● Exercise instructions:
Output the data below in full, character for character.

● Data supplied:
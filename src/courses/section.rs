use sea_orm::entity::prelude::*;
use serde::{Deserialize, Serialize};

#[derive(Clone, Debug, PartialEq, Eq, DeriveEntityModel, Deserialize, Serialize)]
#[sea_orm(table_name = "sections")]
pub struct Model {
    #[sea_orm(primary_key)]
    pub id: i32,
    pub course_id: i32,
    pub number: String,
    pub instructor: String,
    /// Meeting times, `;` separated (`"MWF 09:00-09:50; R 14:00-15:15"`).
    #[sea_orm(column_type = "Text")]
    pub periods: String,
}

#[derive(Copy, Clone, Debug, EnumIter, DeriveRelation)]
pub enum Relation {
    #[sea_orm(
        belongs_to = "super::course::Entity",
        from = "Column::CourseId",
        to = "super::course::Column::Id"
    )]
    Course,
}

impl Related<super::course::Entity> for Entity {
    fn to() -> RelationDef {
        Relation::Course.def()
    }
}

impl ActiveModelBehavior for ActiveModel {}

● Final answer:
filename src/courses/section.rs
use sea_orm::entity::prelude::*;
use serde::{Deserialize, Serialize};

#[derive(Clone, Debug, PartialEq, Eq, DeriveEntityModel, Deserialize, Serialize)]
#[sea_orm(table_name = "sections")]
pub struct Model {
    #[sea_orm(primary_key)]
    pub id: i32,
    pub course_id: i32,
    pub number: String,
    pub instructor: String,
    /// Meeting times, `;` separated (`"MWF 09:00-09:50; R 14:00-15:15"`).
    #[sea_orm(column_type = "Text")]
    pub periods: String,
}

#[derive(Copy, Clone, Debug, EnumIter, DeriveRelation)]
pub enum Relation {
    #[sea_orm(
        belongs_to = "super::course::Entity",
        from = "Column::CourseId",
        to = "super::course::Column::Id"
    )]
    Course,
}

impl Related<super::course::Entity> for Entity {
    fn to() -> RelationDef {
        Relation::Course.def()
    }
}

impl ActiveModelBehavior for ActiveModel {}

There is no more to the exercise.